BEGIN SOURCE DATA

//! Immutable instance data: rooms, teachers, courses, curricula and
//! unavailability, plus the small integer-id newtypes everything else is
//! keyed by.

macro_rules! index_id {
    ($name:ident) => {
        #[derive(Debug, Clone, Copy, PartialEq, Eq, PartialOrd, Ord, Hash)]
        pub struct $name(u16);

        impl $name {
            pub fn from_index(index: usize) -> Self {
                $name(index as u16)
            }

            pub fn raw_index(self) -> usize {
                self.0 as usize
            }
        }
    };
}

index_id!(CourseId);
index_id!(RoomId);
index_id!(TeacherId);
index_id!(CurriculumId);

/// A flattened `day * periods_per_day + period_of_day` timeslot.
#[derive(Debug, Clone, Copy, PartialEq, Eq, PartialOrd, Ord, Hash)]
pub struct PeriodId(u16);

impl PeriodId {
    pub fn from_index(index: usize) -> Self {
        PeriodId(index as u16)
    }

    pub fn raw_index(self) -> usize {
        self.0 as usize
    }

    pub fn day(self, periods_per_day: u16) -> u16 {
        self.0 / periods_per_day
    }

    pub fn period_of_day(self, periods_per_day: u16) -> u16 {
        self.0 % periods_per_day
    }

    pub fn from_day_period(day: u16, period_of_day: u16, periods_per_day: u16) -> Self {
        PeriodId(day * periods_per_day + period_of_day)
    }

    /// The period immediately before this one in the same day, if any.
    pub fn prev_same_day(self, periods_per_day: u16) -> Option<Self> {
        if self.period_of_day(periods_per_day) == 0 {
            None
        } else {
            Some(PeriodId(self.0 - 1))
        }
    }

    /// The period immediately after this one in the same day, if any.
    pub fn next_same_day(self, periods_per_day: u16) -> Option<Self> {
        if self.period_of_day(periods_per_day) + 1 == periods_per_day {
            None
        } else {
            Some(PeriodId(self.0 + 1))
        }
    }
}

#[derive(Debug, Clone, PartialEq, Eq)]
pub struct Room {
    pub name: String,
    pub capacity: u16,
    pub room_type: u16,
}

#[derive(Debug, Clone, PartialEq, Eq)]
pub struct Teacher {
    pub name: String,
}

#[derive(Debug, Clone, PartialEq, Eq)]
pub struct Course {
    pub name: String,
    pub teacher_id: TeacherId,
    pub lecture_count: u16,
    pub min_days: u16,
    pub student_count: u16,
    pub required_room_type: u16,
    /// Curricula that include this course, in declaration order.
    pub curricula: Vec<CurriculumId>,
}

#[derive(Debug, Clone, PartialEq, Eq)]
pub struct Curriculum {
    pub name: String,
    pub course_ids: Vec<CourseId>,
}

/// A witness-friendly view over the unavailability table: one contiguous
/// `(day, period_of_day)` range per course, into a single flat array sorted
/// by course.
#[derive(Debug, Clone, Default, PartialEq, Eq)]
pub struct UnavailabilityTable {
    entries: Vec<(u16, u16)>,
    /// `range[c]` is the half-open range of `entries` belonging to course `c`.
    ranges: Vec<Option<(usize, usize)>>,
}

impl UnavailabilityTable {
    pub fn build(num_courses: usize, mut by_course: Vec<(CourseId, u16, u16)>) -> Self {
        by_course.sort_by_key(|&(course, day, period)| (course.raw_index(), day, period));

        let mut entries = Vec::with_capacity(by_course.len());
        let mut ranges = vec![None; num_courses];

        let mut idx = 0;
        while idx < by_course.len() {
            let course = by_course[idx].0;
            let start = entries.len();
            while idx < by_course.len() && by_course[idx].0 == course {
                entries.push((by_course[idx].1, by_course[idx].2));
                idx += 1;
            }
            ranges[course.raw_index()] = Some((start, entries.len()));
        }

        UnavailabilityTable { entries, ranges }
    }

    pub fn is_unavailable(&self, course: CourseId, day: u16, period_of_day: u16) -> bool {
        match self.ranges.get(course.raw_index()).copied().flatten() {
            Some((lo, hi)) => self.entries[lo..hi].contains(&(day, period_of_day)),
            None => false,
        }
    }

    /// Every `(course, day, period_of_day)` triple, course-major. Used by
    /// `parser::write_instance` to round-trip the table back into rows.
    pub fn iter(&self) -> impl Iterator<Item = (CourseId, u16, u16)> + '_ {
        self.ranges.iter().enumerate().flat_map(move |(c, range)| {
            let (lo, hi) = range.unwrap_or((0, 0));
            self.entries[lo..hi]
                .iter()
                .map(move |&(day, period)| (CourseId::from_index(c), day, period))
        })
    }
}

#[derive(Debug, Clone, PartialEq, Eq)]
pub struct Problem {
    pub name: String,
    pub days: u16,
    pub periods_per_day: u16,
    pub rooms: Vec<Room>,
    pub teachers: Vec<Teacher>,
    pub courses: Vec<Course>,
    pub curricula: Vec<Curriculum>,
    pub unavailability: UnavailabilityTable,
}

impl Problem {
    pub fn total_periods(&self) -> usize {
        self.days as usize * self.periods_per_day as usize
    }

    pub fn num_rooms(&self) -> usize {
        self.rooms.len()
    }

    pub fn num_cells(&self) -> usize {
        self.total_periods() * self.num_rooms()
    }

    pub fn course(&self, id: CourseId) -> &Course {
        &self.courses[id.raw_index()]
    }

    pub fn room(&self, id: RoomId) -> &Room {
        &self.rooms[id.raw_index()]
    }

    pub fn teacher(&self, id: TeacherId) -> &Teacher {
        &self.teachers[id.raw_index()]
    }

    pub fn curriculum(&self, id: CurriculumId) -> &Curriculum {
        &self.curricula[id.raw_index()]
    }

    pub fn is_unavailable(&self, course: CourseId, period: PeriodId) -> bool {
        self.unavailability.is_unavailable(
            course,
            period.day(self.periods_per_day),
            period.period_of_day(self.periods_per_day),
        )
    }

    /// The permissive compatibility check used by the initial constructor:
    /// capacity must suffice and the room's type must be at least as
    /// specific as required. The evaluator uses a strict `==` instead (see
    /// `room_type_matches_exactly`) — over-typed rooms are legal at
    /// construction time but penalized by R10 once placed.
    pub fn room_acceptable_for_construction(&self, course: &Course, room: &Room) -> bool {
        room.capacity >= course.student_count && room.room_type >= course.required_room_type
    }

    pub fn room_type_matches_exactly(&self, course: &Course, room: &Room) -> bool {
        room.room_type == course.required_room_type
    }

    pub fn room_fits_capacity(&self, course: &Course, room: &Room) -> bool {
        room.capacity >= course.student_count
    }
}

#[cfg(test)]
mod tests {
    use super::*;

    fn id(i: usize) -> CourseId {
        CourseId::from_index(i)
    }

    #[test]
    fn period_day_and_period_of_day_round_trip() {
        let p = PeriodId::from_day_period(2, 3, 5);
        assert_eq!(p.day(5), 2);
        assert_eq!(p.period_of_day(5), 3);
    }

    #[test]
    fn prev_and_next_same_day_respect_day_boundaries() {
        let first = PeriodId::from_day_period(1, 0, 4);
        assert_eq!(first.prev_same_day(4), None);
        assert_eq!(first.next_same_day(4), Some(PeriodId::from_day_period(1, 1, 4)));

        let last = PeriodId::from_day_period(1, 3, 4);
        assert_eq!(last.next_same_day(4), None);
        assert_eq!(last.prev_same_day(4), Some(PeriodId::from_day_period(1, 2, 4)));
    }

    #[test]
    fn unavailability_table_groups_rows_by_course() {
        let table = UnavailabilityTable::build(
            3,
            vec![(id(2), 1, 0), (id(0), 0, 0), (id(0), 1, 1), (id(2), 0, 0)],
        );

        assert!(table.is_unavailable(id(0), 0, 0));
        assert!(table.is_unavailable(id(0), 1, 1));
        assert!(!table.is_unavailable(id(0), 0, 1));
        assert!(table.is_unavailable(id(2), 1, 0));
        assert!(!table.is_unavailable(id(1), 0, 0));
    }

    #[test]
    fn unavailability_table_is_empty_for_u_zero() {
        let table = UnavailabilityTable::build(2, vec![]);
        assert!(!table.is_unavailable(id(0), 0, 0));
        assert!(!table.is_unavailable(id(1), 3, 2));
    }
}
fn fix_room_type(
    problem: &Problem,
    solution: &mut Solution,
    witness: (PeriodId, RoomId),
    attempts: u32,
    rng: &mut fastrand::Rng,
) -> bool {
    let (period, room) = witness;
    let Some(course_id) = solution.get(period, room) else {
        return false;
    };
    let course = problem.course(course_id);

    targeted_fix(
        problem,
        solution,
        (period, room),
        attempts,
        rng,
        |_solution, _to_period, to_room| problem.room_type_matches_exactly(course, problem.room(to_room)),
        |solution, to_period, to_room| {
            let other = solution.get(to_period, to_room);
            problem.room_type_matches_exactly(course, problem.room(to_room))
                && other.is_some_and(|o| problem.room_type_matches_exactly(problem.course(o), problem.room(room)))
        },
        |solution, to_period, to_room| {
            let other = solution.get(to_period, to_room).unwrap();
            !problem.room_type_matches_exactly(problem.course(other), problem.room(to_room))
        },
        |_solution, _to_period, _to_room| true,
    )
}

fn fix_same_day_duplicate(
    problem: &Problem,
    solution: &mut Solution,
    witness: (PeriodId, RoomId),
    attempts: u32,
    rng: &mut fastrand::Rng,
) -> bool {
    let (period, room) = witness;
    let Some(course_id) = solution.get(period, room) else {
        return false;
    };
    let day = period.day(problem.periods_per_day);

    targeted_fix(
        problem,
        solution,
        (period, room),
        attempts,
        rng,
        |_solution, to_period, _to_room| {
            to_period.day(problem.periods_per_day) != day
                && !problem.is_unavailable(course_id, to_period)
        },
        |_solution, to_period, _to_room| to_period.day(problem.periods_per_day) != day,
        |_solution, to_period, _to_room| to_period.day(problem.periods_per_day) == day,
        |_solution, to_period, _to_room| to_period.day(problem.periods_per_day) != day,
    )
}

/// Repeats `reps` swaps, each requiring at least one cell of the pair to be
/// occupied so the move is never a no-op.
fn random_same_period_swap(problem: &Problem, solution: &mut Solution, reps: u32, rng: &mut fastrand::Rng) {
    for _ in 0..reps {
        let period = random_period(problem, rng);
        let room_a = random_room(problem, rng);
        let room_b = random_room(problem, rng);
        if room_a == room_b {
            continue;
        }
        if solution.get(period, room_a).is_none() && solution.get(period, room_b).is_none() {
            continue;
        }
        solution.swap_cells(period, room_a, period, room_b);
    }
}

fn random_same_room_swap(problem: &Problem, solution: &mut Solution, reps: u32, rng: &mut fastrand::Rng) {
    for _ in 0..reps {
        let room = random_room(problem, rng);
        let period_a = random_period(problem, rng);
        let period_b = random_period(problem, rng);
        if period_a == period_b {
            continue;
        }
        if solution.get(period_a, room).is_none() && solution.get(period_b, room).is_none() {
            continue;
        }
        solution.swap_cells(period_a, room, period_b, room);
    }
}

fn random_anywhere_swap(problem: &Problem, solution: &mut Solution, reps: u32, rng: &mut fastrand::Rng) {
    for _ in 0..reps {
        let period_a = random_period(problem, rng);
        let room_a = random_room(problem, rng);
        let period_b = random_period(problem, rng);
        let room_b = random_room(problem, rng);
        if (period_a, room_a) == (period_b, room_b) {
            continue;
        }
        if solution.get(period_a, room_a).is_none() && solution.get(period_b, room_b).is_none() {
            continue;
        }
        solution.swap_cells(period_a, room_a, period_b, room_b);
    }
}

/// Draws a move class via the violation-weighted roulette and mutates
/// `solution` in place. Requires `evaluator` to reflect the previous
/// evaluation of `solution`.
pub fn mutate(
    problem: &Problem,
    solution: &mut Solution,
    evaluator: &mut Evaluator,
    temperature: f64,
    rng: &mut fastrand::Rng,
) {
    let attempts = attempts_for_temperature(temperature);
    let m = rng.i64(0..1000);
    let v = *evaluator.violations();
    let w = *evaluator.witnesses();

    if v.r2_teacher > 0 && m < 100 + (v.r2_teacher % 1000).saturating_mul(128) {
        if let Some(witness) = w.r2_teacher {
            if fix_teacher_conflict(problem, solution, evaluator, witness, attempts, rng) {
                evaluator.witnesses_mut().r2_teacher = None;
                evaluator.violations_mut().r2_teacher -= 1;
                return;
            }
        }
    } else if v.r2_curriculum > 0 && m < 100 + v.r2_curriculum / 8 {
        if let Some(witness) = w.r2_curriculum {
            if fix_curriculum_conflict(problem, solution, evaluator, witness, attempts, rng) {
                evaluator.witnesses_mut().r2_curriculum = None;
                evaluator.violations_mut().r2_curriculum -= 1;
                return;
            }
        }
    } else if v.r6 > 0 && m < 200 + 2 * v.r6 {
        if let Some(witness) = w.r6 {
            if fix_isolation(problem, solution, witness, attempts, rng) {
                evaluator.witnesses_mut().r6 = None;
                evaluator.violations_mut().r6 -= 1;
                return;
            }
        }
    } else if v.r7 > 0 && m < 300 + v.r7 {
        if let Some(witness) = w.r7 {
            if fix_over_capacity(problem, solution, witness, attempts, rng) {
                evaluator.witnesses_mut().r7 = None;
                evaluator.violations_mut().r7 = 0;
                return;
            }
        }
    } else if v.r8 > 0 && m < 400 + v.r8 {
        if let Some(course) = w.r8 {
            if fix_room_instability(problem, solution, evaluator, course, attempts, rng) {
                evaluator.witnesses_mut().r8 = None;
                evaluator.violations_mut().r8 -= 1;
                return;
            }
        }
    } else if v.r9 > 0 && m < 500 + 20 * v.r9 {
        if let Some(teacher) = w.r9 {
            if fix_teacher_spread(problem, solution, evaluator, teacher, attempts, rng) {
                evaluator.witnesses_mut().r9 = None;
                evaluator.violations_mut().r9 -= 1;
                return;
            }
        }
    } else if v.r10 > 0 && m < 600 + v.r10 {
        if let Some(witness) = w.r10 {
            if fix_room_type(problem, solution, witness, attempts, rng) {
                evaluator.witnesses_mut().r10 = None;
                evaluator.violations_mut().r10 -= 1;
                return;
            }
        }
    } else if v.r11 > 0 && m < 700 + 100 * v.r11 {
        if let Some(witness) = w.r11 {
            if fix_same_day_duplicate(problem, solution, witness, attempts, rng) {
                evaluator.witnesses_mut().r11 = None;
                evaluator.violations_mut().r11 -= 1;
                return;
            }
        }
    }

    if m < 800 {
        random_same_period_swap(problem, solution, attempts * 2, rng);
    } else if m < 900 {
        random_same_room_swap(problem, solution, attempts, rng);
    } else {
        random_anywhere_swap(problem, solution, attempts, rng);
    }
}

#[cfg(test)]
mod tests {
    use super::*;
    use crate::problem::{Course, Room, Teacher, UnavailabilityTable};

    fn two_room_problem() -> Problem {
        Problem {
            name: "t".into(),
            days: 2,
            periods_per_day: 2,
            rooms: vec![
                Room { name: "R0".into(), capacity: 30, room_type: 1 },
                Room { name: "R1".into(), capacity: 30, room_type: 2 },
            ],
            teachers: vec![Teacher { name: "T0".into() }],
            courses: vec![Course {
                name: "C0".into(),
                teacher_id: TeacherId::from_index(0),
                lecture_count: 1,
                min_days: 1,
                student_count: 10,
                required_room_type: 2,
                curricula: vec![],
            }],
            curricula: vec![],
            unavailability: UnavailabilityTable::build(1, vec![]),
        }
    }

    #[test]
    fn fix_room_type_eventually_relocates_to_a_matching_room() {
        let problem = two_room_problem();
        let mut solution = Solution::new_empty(&problem);
        let period = PeriodId::from_index(0);
        solution.set(period, RoomId::from_index(0), Some(CourseId::from_index(0)));

        let mut rng = fastrand::Rng::with_seed(7);
        let fixed = fix_room_type(
            &problem,
            &mut solution,
            (period, RoomId::from_index(0)),
            64,
            &mut rng,
        );

        assert!(fixed);
        let new_room = solution
            .occupied_cells()
            .next()
            .map(|(_, room, _)| room)
            .unwrap();
        assert_eq!(new_room, RoomId::from_index(1));
    }

    fn two_room_neither_matching_problem() -> Problem {
        Problem {
            name: "t3".into(),
            days: 1,
            periods_per_day: 1,
            rooms: vec![
                Room { name: "R0".into(), capacity: 30, room_type: 1 },
                Room { name: "R1".into(), capacity: 30, room_type: 1 },
            ],
            teachers: vec![Teacher { name: "T0".into() }],
            courses: vec![
                Course {
                    name: "A".into(),
                    teacher_id: TeacherId::from_index(0),
                    lecture_count: 1,
                    min_days: 1,
                    student_count: 10,
                    required_room_type: 2,
                    curricula: vec![],
                },
                Course {
                    name: "B".into(),
                    teacher_id: TeacherId::from_index(0),
                    lecture_count: 1,
                    min_days: 1,
                    student_count: 10,
                    required_room_type: 2,
                    curricula: vec![],
                },
            ],
            curricula: vec![],
            unavailability: UnavailabilityTable::build(2, vec![]),
        }
    }

    #[test]
    fn fix_room_type_swaps_with_another_mismatched_occupant_when_no_room_matches() {
        // Neither room is ever the right type for either course, so
        // `resolves` and `beneficial_swap` can never fire; the fix has to
        // fall back to swapping with a target that's mismatched too.
        let problem = two_room_neither_matching_problem();
        let mut solution = Solution::new_empty(&problem);
        let period = PeriodId::from_index(0);
        solution.set(period, RoomId::from_index(0), Some(CourseId::from_index(0)));
        solution.set(period, RoomId::from_index(1), Some(CourseId::from_index(1)));

        let mut rng = fastrand::Rng::with_seed(11);
        let fixed = fix_room_type(
            &problem,
            &mut solution,
            (period, RoomId::from_index(0)),
            8,
            &mut rng,
        );

        assert!(fixed);
        assert_eq!(solution.get(period, RoomId::from_index(0)), Some(CourseId::from_index(1)));
        assert_eq!(solution.get(period, RoomId::from_index(1)), Some(CourseId::from_index(0)));
    }

    #[test]
    fn random_swaps_never_leave_both_ends_empty_and_empty() {
        let problem = two_room_problem();
        let mut solution = Solution::new_empty(&problem);
        solution.set(PeriodId::from_index(0), RoomId::from_index(0), Some(CourseId::from_index(0)));
        let mut rng = fastrand::Rng::with_seed(3);

        random_anywhere_swap(&problem, &mut solution, 20, &mut rng);

        assert_eq!(solution.occupied_cells().count(), 1);
    }
}
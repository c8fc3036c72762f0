use std::path::PathBuf;
use std::process::ExitCode;

use anyhow::Result;
use clap::Parser;

use config::RunConfig;
use phases::run_two_phase;
use report::write_phase_report;

mod config;
mod errors;
mod evaluator;
mod initial_solution;
mod mutation;
mod parser;
mod phases;
mod problem;
mod report;
mod solution;
mod solver;
mod utils;

/// Runs two back-to-back simulated-annealing passes over a pair of course
/// timetabling instances, with the second seeded from the first's
/// teacher-day occupancy.
#[derive(Debug, Parser)]
struct Args {
    /// Instance file for phase 1.
    phase_1_instance: PathBuf,
    /// Instance file for phase 2.
    phase_2_instance: PathBuf,
    /// Directory that receives both phases' reports.
    #[arg(long, default_value = "resultados")]
    out_dir: PathBuf,
    /// TOML file overriding the compiled-in SA schedule constants.
    #[arg(long)]
    config: Option<PathBuf>,
    /// Seeds the process-wide PRNG. Omit for a non-deterministic seed.
    #[arg(long)]
    seed: Option<u64>,
}

fn main_impl() -> Result<()> {
    let args = Args::parse();

    let run_config = match &args.config {
        Some(path) => RunConfig::read_from_toml(path)?,
        None => RunConfig::default(),
    };
    let seed = args.seed.unwrap_or_else(|| fastrand::u64(..));
    let mut rng = fastrand::Rng::with_seed(seed);
    let (params, schedule) = run_config.apply();

    let problem_1 = parser::parse(&args.phase_1_instance)?;
    println!(
        "Loaded phase-1 instance {:?}: {} courses, {} rooms, {} teachers",
        problem_1.name,
        problem_1.courses.len(),
        problem_1.rooms.len(),
        problem_1.teachers.len()
    );

    let problem_2 = parser::parse(&args.phase_2_instance)?;
    println!(
        "Loaded phase-2 instance {:?}: {} courses, {} rooms, {} teachers",
        problem_2.name,
        problem_2.courses.len(),
        problem_2.rooms.len(),
        problem_2.teachers.len()
    );

    let (phase_1, phase_2) = run_two_phase(&problem_1, &problem_2, params, &schedule, &mut rng);
    println!(
        "Phase 1 finished: fo = {} ({} outer iterations)",
        phase_1.anneal.best.fo, phase_1.anneal.outer_iterations
    );
    println!(
        "Phase 2 finished: fo = {} ({} outer iterations)",
        phase_2.anneal.best.fo, phase_2.anneal.outer_iterations
    );

    write_phase_report(
        &args.out_dir,
        &problem_1,
        &phase_1.anneal.best,
        &phase_1.violations,
        &phase_1.anneal.history,
        &phase_1.anneal.log,
    )?;
    write_phase_report(
        &args.out_dir,
        &problem_2,
        &phase_2.anneal.best,
        &phase_2.violations,
        &phase_2.anneal.history,
        &phase_2.anneal.log,
    )?;

    println!("Reports written to {}", args.out_dir.display());

    Ok(())
}

fn main() -> ExitCode {
    match main_impl() {
        Ok(()) => ExitCode::SUCCESS,
        Err(err) => {
            println!("\nError: {err:?}");
            ExitCode::FAILURE
        }
    }
}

END SOURCE DATA

Your response should be the lines above from the first to the one containing "if self.period_of_day(periods_per_day) == 0", inclusive, each given exactly.

//! Immutable instance data: rooms, teachers, courses, curricula and
//! unavailability, plus the small integer-id newtypes everything else is
//! keyed by.

macro_rules! index_id {
    ($name:ident) => {
        #[derive(Debug, Clone, Copy, PartialEq, Eq, PartialOrd, Ord, Hash)]
        pub struct $name(u16);

        impl $name {
            pub fn from_index(index: usize) -> Self {
                $name(index as u16)
            }

            pub fn raw_index(self) -> usize {
                self.0 as usize
            }
        }
    };
}

index_id!(CourseId);
index_id!(RoomId);
index_id!(TeacherId);
index_id!(CurriculumId);

/// A flattened `day * periods_per_day + period_of_day` timeslot.
#[derive(Debug, Clone, Copy, PartialEq, Eq, PartialOrd, Ord, Hash)]
pub struct PeriodId(u16);

impl PeriodId {
    pub fn from_index(index: usize) -> Self {
        PeriodId(index as u16)
    }

    pub fn raw_index(self) -> usize {
        self.0 as usize
    }

    pub fn day(self, periods_per_day: u16) -> u16 {
        self.0 / periods_per_day
    }

    pub fn period_of_day(self, periods_per_day: u16) -> u16 {
        self.0 % periods_per_day
    }

    pub fn from_day_period(day: u16, period_of_day: u16, periods_per_day: u16) -> Self {
        PeriodId(day * periods_per_day + period_of_day)
    }

    /// The period immediately before this one in the same day, if any.
    pub fn prev_same_day(self, periods_per_day: u16) -> Option<Self> {
        if self.period_of_day(periods_per_day) == 0 {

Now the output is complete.